René Poyvet

René Poyvet, męczennik

(zm. 1568)

René (lat. Renatus) Poyvet (Pivet) urodził się w Angers na początku XVI w. W rodzinnym mieście wstąpił do klasztoru dominikanów. Studiował w Paryżu, na Sorbonie zdał egzaminy, zdobywając stopień magistra św. teologii. Potem wrócił do Angers. Za swojego przewodnika i mistrza obrał św. Tomasza z Akwinu, którego naukę sam nauczał. Stał się również znanym kaznodzieją, który poprzez kaznodziejstwo zwalczał błędy głoszone przez hugenotów (kalwinów francuskich). Szczególnie bronił nauki o prawdziwej i rzeczywistej obecności Jezusa Chrystusa w Najświętszym Sakramencie, a właśnie między innymi tę prawdę podważali teologowie protestanccy. W 1567 r. został przeor klasztoru w Angoulême. Tam znajdował się jeden z głównym ośrodków protestantyzmu we Francji. W 1562 r. konwent został zdziesiątkowany przez hugenotów i wymagał silnej ręki, aby powstrzymać walkę.
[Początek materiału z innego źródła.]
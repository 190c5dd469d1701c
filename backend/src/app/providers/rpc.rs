use std::sync::{
    atomic::{AtomicU64, Ordering},
    Arc,
};

use alloy_primitives::U256;
use anyhow::{bail, Context};
use serde::{de::DeserializeOwned, Deserialize, Serialize};
use serde_json::json;
use services_common::utils::{decode_success_or_raw, limiter::LimiterGuard};
use tracing::debug;

use super::HttpClientConfig;
use crate::app::transfer::{TransactionParams, WalletProvider};

#[derive(Debug, Deserialize, Clone, serde_derive_default::Default)]
pub struct RpcConfig {
    #[serde(default = "default_url")]
    pub url: String,
    #[serde(default)]
    pub http: HttpClientConfig,
}

fn default_url() -> String {
    "https://mainnet.base.org".to_string()
}

#[derive(Debug, Serialize)]
struct RpcRequest<'a> {
    jsonrpc: &'static str,
    id: u64,
    method: &'a str,
    params: serde_json::Value,
}

#[derive(Debug, Deserialize)]
struct RpcError {
    code: i64,
    message: String,
}

#[derive(Debug, Deserialize)]
#[serde(bound = "T: DeserializeOwned")]
struct RpcResponse<T> {
    #[serde(default = "Option::default")]
    result: Option<T>,
    #[serde(default)]
    error: Option<RpcError>,
}

/// Minimal Ethereum JSON-RPC client.
pub struct RpcClient {
    client: LimiterGuard<reqwest::Client>,
    config: Arc<RpcConfig>,
    next_id: AtomicU64,
}

impl RpcClient {
    pub fn new(config: RpcConfig) -> anyhow::Result<Self> {
        Ok(Self {
            client: config.http.client()?,
            config: Arc::new(config),
            next_id: AtomicU64::new(1),
        })
    }

    /// `Ok(None)` when the node answered with a null result.
    pub async fn call<T: DeserializeOwned>(
        &self,
        method: &str,
        params: serde_json::Value,
    ) -> anyhow::Result<Option<T>> {
        let request = RpcRequest {
            jsonrpc: "2.0",
            id: self.next_id.fetch_add(1, Ordering::Relaxed),
            method,
            params,
        };
        let response = self
            .client
            .use_single()
            .await
            .post(&self.config.url)
            .json(&request)
            .send()
            .await?;
        let response: RpcResponse<T> = decode_success_or_raw(response).await?;
        if let Some(RpcError { code, message }) = response.error {
            bail!("{method} failed with rpc error {code}: {message}");
        }
        Ok(response.result)
    }

    pub async fn get_balance(&self, address: &str) -> anyhow::Result<U256> {
        let raw: String = self
            .call("eth_getBalance", json!([address, "latest"]))
            .await?
            .context("eth_getBalance returned no result")?;
        let hex = raw
            .strip_prefix("0x")
            .with_context(|| format!("balance {raw} is not hex"))?;
        U256::from_str_radix(hex, 16).with_context(|| format!("balance {raw} is not hex"))
    }
}

#[async_trait::async_trait]
impl WalletProvider for RpcClient {
    async fn send_transaction(&self, params: &TransactionParams) -> anyhow::Result<Option<String>> {
        debug!("eth_sendTransaction to {} from {}", params.to, params.from);
        self.call("eth_sendTransaction", json!([params])).await
    }
}

/// Wei in ETH with four decimals, as the wallet header shows it.
pub fn format_eth(wei: U256) -> String {
    let eth = wei.to_string().parse::<f64>().unwrap_or_default() / 1e18;
    format!("{eth:.4}")
}

#[cfg(test)]
mod tests {
    use super::*;
    use crate::app::transfer::SAFE_TRANSFER_FROM_SELECTOR;
    use alloy_primitives::{Address, Bytes};
    use axum::{routing::post, Json, Router};
    use services_common::utils::tests::spawn_router;

    async fn node(Json(request): Json<serde_json::Value>) -> Json<serde_json::Value> {
        let id = request["id"].clone();
        match request["method"].as_str() {
            Some("eth_getBalance") => {
                assert_eq!(request["params"], json!(["0xabc", "latest"]));
                Json(json!({ "jsonrpc": "2.0", "id": id, "result": "0x1bc16d674ec80000" }))
            }
            Some("eth_sendTransaction") => {
                let tx = &request["params"][0];
                assert_eq!(tx["value"], "0x0");
                assert_eq!(tx["data"], "0x42842e0e");
                let to: Address = serde_json::from_value(tx["to"].clone()).unwrap();
                if to == REJECT {
                    Json(json!({ "jsonrpc": "2.0", "id": id, "error": { "code": 4001, "message": "User rejected" } }))
                } else if to == NO_HASH {
                    Json(json!({ "jsonrpc": "2.0", "id": id, "result": null }))
                } else {
                    Json(json!({ "jsonrpc": "2.0", "id": id, "result": "0xfeed" }))
                }
            }
            _ => Json(json!({ "jsonrpc": "2.0", "id": id, "error": { "code": -32601, "message": "method not found" } })),
        }
    }

    async fn client() -> RpcClient {
        let url = spawn_router(Router::new().route("/", post(node))).await.unwrap();
        RpcClient::new(RpcConfig {
            url,
            ..Default::default()
        })
        .unwrap()
    }

    const REJECT: Address = Address::repeat_byte(0x0e);
    const NO_HASH: Address = Address::repeat_byte(0x0f);

    fn tx(to: Address) -> TransactionParams {
        TransactionParams {
            from: Address::repeat_byte(0x11),
            to,
            data: Bytes::from_static(&SAFE_TRANSFER_FROM_SELECTOR),
            value: U256::ZERO,
        }
    }

    #[tokio::test]
    async fn test_balance() -> anyhow::Result<()> {
        let client = client().await;
        let balance = client.get_balance("0xabc").await?;
        assert_eq!(balance, U256::from(2_000_000_000_000_000_000u128));
        assert_eq!(format_eth(balance), "2.0000");
        Ok(())
    }

    #[tokio::test]
    async fn test_send_transaction() -> anyhow::Result<()> {
        let client = client().await;
        assert_eq!(
            client.send_transaction(&tx(Address::repeat_byte(0xcc))).await?,
            Some("0xfeed".to_owned())
        );
        assert_eq!(client.send_transaction(&tx(NO_HASH)).await?, None);

        let err = client.send_transaction(&tx(REJECT)).await.unwrap_err();
        assert!(err.to_string().contains("User rejected"), "{err}");
        Ok(())
    }

    #[test]
    fn test_format_eth() {
        assert_eq!(format_eth(U256::ZERO), "0.0000");
        assert_eq!(format_eth(U256::from(123_456_789_000_000_000u64)), "0.1235");
    }
}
Jak podkreśla François Chamard, br. René wiedział, że ta zmiana może wiązać się ze śmiercią męczeńską, tym bardziej był gotowy tam się udać. Faktycznie sytuacja katolików oraz samych duchownych i zakonników coraz bardziej stawała się niebezpieczna, kiedy protestanci coraz jawniej zaczęli atakować klasztory i kościoły katolickie. Kiedy podpalono klasztor dominikański i kilku braci zamordowano, br. Renè był właśnie w Chartres, gdzie w katedrze głosił rekolekcje wielkopostne. Na wieść o tragicznych wydarzeniach wrócił do Angoulême. Od razu zaprosił najbardziej uczonych protestanckich do dysput. Hugonoci, nie mogąc wygrać z nim w dyspucie teologicznej, starali się go przestraszyć, ale to też nie pomagało. Ostateczne wtrącili go do więzienia, gdzie jeszcze namawiano go, aby zaprzeczył nauce katolickiej o Eucharystii, a przynajmniej obiecał, że nie będzie jej nauczał ludu. On odmówił, wtedy skazano go na śmierć. 6 sierpnia 1568 r. wywleczono go z więzienia, rozebrano do pasa i kazano wejść na wóz. U jego boku ustawiono dwóch katów, którzy mieli nieustannie go dręczyć. Jak mówią ówczesne świadectwa, „te furie piekielne przypaliły mu ciało w bokach i klatce piersiowej ognistymi szczypcami, podczas gdy idący przed wozem woźny krzyczał do przechodniów: «Voilà le grand prédicateur des faussetés du papisme; voilà celui qui a séduit tant d'âmes, et qui apprenait à paillarder avec la messe» [«Oto wielki kaznodzieja kłamstwa papiestwa; oto ten, który uwiódł tak wiele dusz i który nauczył się wrzeszczeć z masą»]”. Kilka razy prosił oprawców, aby przed śmiercią mógł chociaż raz odprawić Mszę św. Prosił o to również tego dnia. Wtedy hugonoci ubrali go w stare łachmany jako ornat, na szyję u ręce nałożyli uzdy końskie, które miały oznaczać manipularz i stułę, i ustawili go poza murami miasta na moście na przedmieściach Saint-Cybard, gdzie postawili rusztowanie w formie ołtarza. Kazali mu się wspiąć na nie i doprawiać Mszę św. Dominikanin faktycznie wspiął się na rusztowanie, z którego wygłosił wzruszającą przemowę. Kaci obawiając się, że jego słowa mogą poruszyć słuchaczy i wywołać jakieś ruchy, rzucili się na niego, zadali mu gwałtowane ciosy pięściami w usta i wyrzucili przez balustradę mostu do rzeki Charente. Z racji iż z powodu upałów rzeka wyschła, zakonnik upadł na skałę, roztrzaskując całe ciało. Oprawcy, widząc, że jeszcze oddycha, dobili go strzałem z muszkietu.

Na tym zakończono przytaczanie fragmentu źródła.